Rewards and employee relations
Achieve is a charity which mainly provides social care for people with learning disabilities, but also has a role in lobbying Government and raising public awareness of disability issues more generally.
It employs some 550 people, including 350 ‘front line’ staff who provide direct support and care to clients, mostly in the home of the client. As a people-intensive organisation, pay accounts for 77% of overall expenditure. The overwhelming majority of Achieve’s income (91%), comes from Government/local authority funding, as part of its statutory obligation to provide care to the most vulnerable people in the community.
The reputation of the organisation depends greatly on how clients perceive its front line care staff. Historically, these staff have been vocationally committed to the mission of the organisation and this is reflected in continuing low levels of employee turnover (11%). Additionally, the pay levels of these employees is around the median of 10 identified comparator organisations, so on the surface, basic pay does not seem to be a problem.
Non-pay benefits available to all staff include a degree of flexible working, individual learning accounts on request, family-friendly working polices and a number of salary-sacrifice schemes (e.g. loans to purchase a bicycle). This raft of other benefits has grown over time, often in response to new legislation, rather than by any strategic design.
Nevertheless, there are some problems emerging across all staff groups, including the fact that the first tier of front line management in the organisation, ‘Team Leaders,’ are not systematically trained to carry out their people management roles; and there is a universal perception that internal communications are poor, which means that a significant number of employees, including those on the front line, are unclear about issues such as the organisation’s overall priorities and their own career progression.
These issues really came to prominence in a recent staff survey, which suggested strong dissatisfaction on a number of issues, in particular:
•An increasing sense of ‘them and us’ between the main workforce and the Management Team, including concerns that employees do not have a ‘voice’ in the organisation and are unclear about the future direction of travel of the organisation.

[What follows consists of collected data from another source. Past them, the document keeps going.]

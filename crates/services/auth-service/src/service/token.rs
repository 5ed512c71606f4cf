//! Bearer token issuing.
//!
//! Tokens are HS256-signed and carry the claim names the downstream
//! validation middleware reads (`email`, `role`, `nameid`). Validation only
//! checks the signature and the time window; issuer and audience are not used.

use chrono::{Duration, Utc};
use jsonwebtoken::{decode, encode, Algorithm, DecodingKey, EncodingKey, Header, Validation};
use serde::{Deserialize, Serialize};

use common::{AppError, AppResult, JwtConfig};
use domain::{NewUser, User, MAX_TOKEN_VALIDITY_HOURS, MIN_JWT_SECRET_LENGTH};

/// JWT claims payload
#[derive(Debug, Clone, PartialEq, Serialize, Deserialize)]
pub struct Claims {
    pub email: String,
    /// Roles joined with `,`
    pub role: String,
    /// Subject id, absent on registration tokens
    #[serde(rename = "nameid", default, skip_serializing_if = "Option::is_none")]
    pub subject_id: Option<String>,
    pub nbf: i64,
    pub exp: i64,
    pub iat: i64,
}

/// Signs and decodes bearer tokens with a symmetric secret.
#[derive(Clone)]
pub struct TokenIssuer {
    encoding_key: EncodingKey,
    decoding_key: DecodingKey,
    validity: Duration,
}

impl TokenIssuer {
    /// Build an issuer from the JWT configuration. The secret must be at
    /// least `MIN_JWT_SECRET_LENGTH` bytes.
    pub fn new(config: &JwtConfig) -> AppResult<Self> {
        if config.secret.len() < MIN_JWT_SECRET_LENGTH {
            return Err(AppError::validation(format!(
                "JWT secret must be at least {} characters",
                MIN_JWT_SECRET_LENGTH
            )));
        }
        let validity = Some(config.expiration_hours)
            .filter(|hours| (1..=MAX_TOKEN_VALIDITY_HOURS).contains(hours))
            .and_then(Duration::try_hours)
            .ok_or_else(|| {
                AppError::validation(format!(
                    "JWT expiration must be between 1 and {} hours",
                    MAX_TOKEN_VALIDITY_HOURS
                ))
            })?;

        let secret = config.secret.as_bytes();
        Ok(Self {
            encoding_key: EncodingKey::from_secret(secret),
            decoding_key: DecodingKey::from_secret(secret),
            validity,
        })
    }

    /// Token lifetime in seconds.
    pub fn validity_seconds(&self) -> u64 {
        self.validity.num_seconds().max(0) as u64
    }

    /// Token for a stored user.
    pub fn issue(&self, user: &User) -> AppResult<String> {
        self.sign(&user.email, user.joined_roles(), Some(user.id.to_string()))
    }

    /// Token for a user not yet persisted. Used as the verification key.
    pub fn issue_for_registration(&self, user: &NewUser) -> AppResult<String> {
        self.sign(&user.email, user.roles.join(","), None)
    }

    /// Decode and validate a token (signature and expiry only).
    pub fn decode(&self, token: &str) -> AppResult<Claims> {
        let mut validation = Validation::new(Algorithm::HS256);
        validation.validate_nbf = true;
        validation.validate_aud = false;
        validation.set_required_spec_claims(&["exp"]);

        let data = decode::<Claims>(token, &self.decoding_key, &validation)?;
        Ok(data.claims)
    }

    fn sign(&self, email: &str, role: String, subject_id: Option<String>) -> AppResult<String> {
        let now = Utc::now();
        let claims = Claims {
            email: email.to_string(),
            role,
            subject_id,
            nbf: now.timestamp(),
            exp: (now + self.validity).timestamp(),
            iat: now.timestamp(),
        };

        Ok(encode(
            &Header::new(Algorithm::HS256),
            &claims,
            &self.encoding_key,
        )?)
    }
}

impl std::fmt::Debug for TokenIssuer {
    fn fmt(&self, f: &mut std::fmt::Formatter<'_>) -> std::fmt::Result {
        f.debug_struct("TokenIssuer")
            .field("secret", &"[REDACTED]")
            .field("validity_hours", &self.validity.num_hours())
            .finish()
    }
}

#[cfg(test)]
mod tests {
    use super::*;
    use domain::ROLE_ADMIN;
    use uuid::Uuid;

    const SECRET: &str = "test-secret-key-for-testing-only-32chars";

    fn issuer() -> TokenIssuer {
        TokenIssuer::new(&JwtConfig {
            secret: SECRET.to_string(),
            expiration_hours: 48,
        })
        .unwrap()
    }

    #[test]
    fn test_short_secret_is_rejected_without_echo() {
        let result = TokenIssuer::new(&JwtConfig {
            secret: "tiny-secret".to_string(),
            expiration_hours: 48,
        });
        let err = result.unwrap_err();
        assert!(matches!(err, AppError::Validation(_)));
        assert!(!err.to_string().contains("tiny-secret"));
    }

    #[test]
    fn test_unbounded_expiry_is_rejected() {
        for hours in [0, -1, MAX_TOKEN_VALIDITY_HOURS + 1, i64::MAX] {
            let result = TokenIssuer::new(&JwtConfig {
                secret: SECRET.to_string(),
                expiration_hours: hours,
            });
            assert!(matches!(result, Err(AppError::Validation(_))), "{}", hours);
        }
    }

    #[test]
    fn test_issue_carries_identity_claims() {
        let user = NewUser::customer("a@x.com", "hash")
            .with_roles(["Customer", ROLE_ADMIN])
            .into_user(Uuid::new_v4());

        let tokens = issuer();
        let claims = tokens.decode(&tokens.issue(&user).unwrap()).unwrap();

        assert_eq!(claims.email, "a@x.com");
        assert_eq!(claims.role, "Customer,Admin");
        assert_eq!(claims.subject_id, Some(user.id.to_string()));
        assert_eq!(claims.exp - claims.iat, 48 * 3600);
        assert_eq!(claims.nbf, claims.iat);
    }

    #[test]
    fn test_registration_token_has_no_subject() {
        let tokens = issuer();
        let token = tokens
            .issue_for_registration(&NewUser::employee("org@x.com", "hash"))
            .unwrap();

        let claims = tokens.decode(&token).unwrap();
        assert_eq!(claims.role, "Employee");
        assert!(claims.subject_id.is_none());
    }

    #[test]
    fn test_decode_rejects_foreign_secret() {
        let other = TokenIssuer::new(&JwtConfig {
            secret: "another-secret-key-for-testing-32chars".to_string(),
            expiration_hours: 48,
        })
        .unwrap();
        let user = NewUser::customer("a@x.com", "hash").into_user(Uuid::new_v4());

        let result = issuer().decode(&other.issue(&user).unwrap());
        assert!(matches!(result, Err(AppError::Jwt(_))));
    }

    #[test]
    fn test_decode_rejects_expired_token() {
        let tokens = issuer();
        let past = Utc::now().timestamp() - 10 * 3600;
        let claims = Claims {
            email: "a@x.com".to_string(),
            role: "Customer".to_string(),
            subject_id: None,
            nbf: past - 3600,
            exp: past,
            iat: past - 3600,
        };
        let token = encode(&Header::new(Algorithm::HS256), &claims, &tokens.encoding_key).unwrap();

        assert!(matches!(tokens.decode(&token), Err(AppError::Jwt(_))));
    }

    #[test]
    fn test_debug_hides_secret() {
        assert!(!format!("{:?}", issuer()).contains(SECRET));
    }
}
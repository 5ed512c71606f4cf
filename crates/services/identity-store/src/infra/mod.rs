//! Infrastructure layer - database connection and migrations.

mod db;
pub mod migrations;

pub use db::Database;
pub use migrations::Migrator;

•A perception that the current reward system is outdated (each post is attached to a grade which has 3 incremental points on it), and does not reflect the issues that are important to an increasingly diverse workforce.
The HR Director accepts that the reward package is outdated and is more like a traditional Public Sector reward system, i.e. pay is currently based on length of service only; and a small bonus, paid annually, is based purely on overall organisational performance and is not widely appreciated or understood.
Additionally, she is concerned that the other benefits referred to above, (which go beyond minimum legal requirements), are not positioned as part of the overall reward package and not communicated effectively. The lack of an overarching approach in these areas also means that there is no culture of developing staff or enabling them to identify potential career pathways.
With regard to employee relations, there is no internal mechanism to share information with staff beyond an occasional company newsletter, and no opportunity to listen to staff concerns or harvest their ideas about how to improve either their working experience or the organisation’s performance.
Simultaneously, the Senior Management team is concerned about a noticeable rise in client complaints, which could in the longer term affect the viability of the organisation. Coupled with recent increases in absence rates and grievances, they are becoming increasingly concerned about the future.
The need to address these issues has become more acute because the Government has announced proposed changes to the way in which it allocates funds: whereas in the past organisations such as Achieve have been given bulk grants to provide care for a designated group of clients, in future it is proposed that the funds will go directly to the clients, who will in theory be able to choose a range of services – a ‘menu’ approach – from a number of different providers. This means that Achieve needs to improve its performance in order to gain a competitive edge which will enable it to retain and, hopefully, grow its client base.
In light of these issues, the HR Director has decided to take a strategic approach in order to move forward positively. She has expressed interest in whether Total Reward might be an effective model to adopt. Additionally, she recognises the need for an appropriate Employee Relations Strategy which both addresses the concerns of staff and strengthens the organisational culture. In both cases, it will be vital to ensure alignment with the ethos and values of the organisation and the increasingly diverse employee demographic.
As Deputy Director, you have been asked to analyse the current situation, and discuss relevant theories, models and practices in order to make appropriate recommendations.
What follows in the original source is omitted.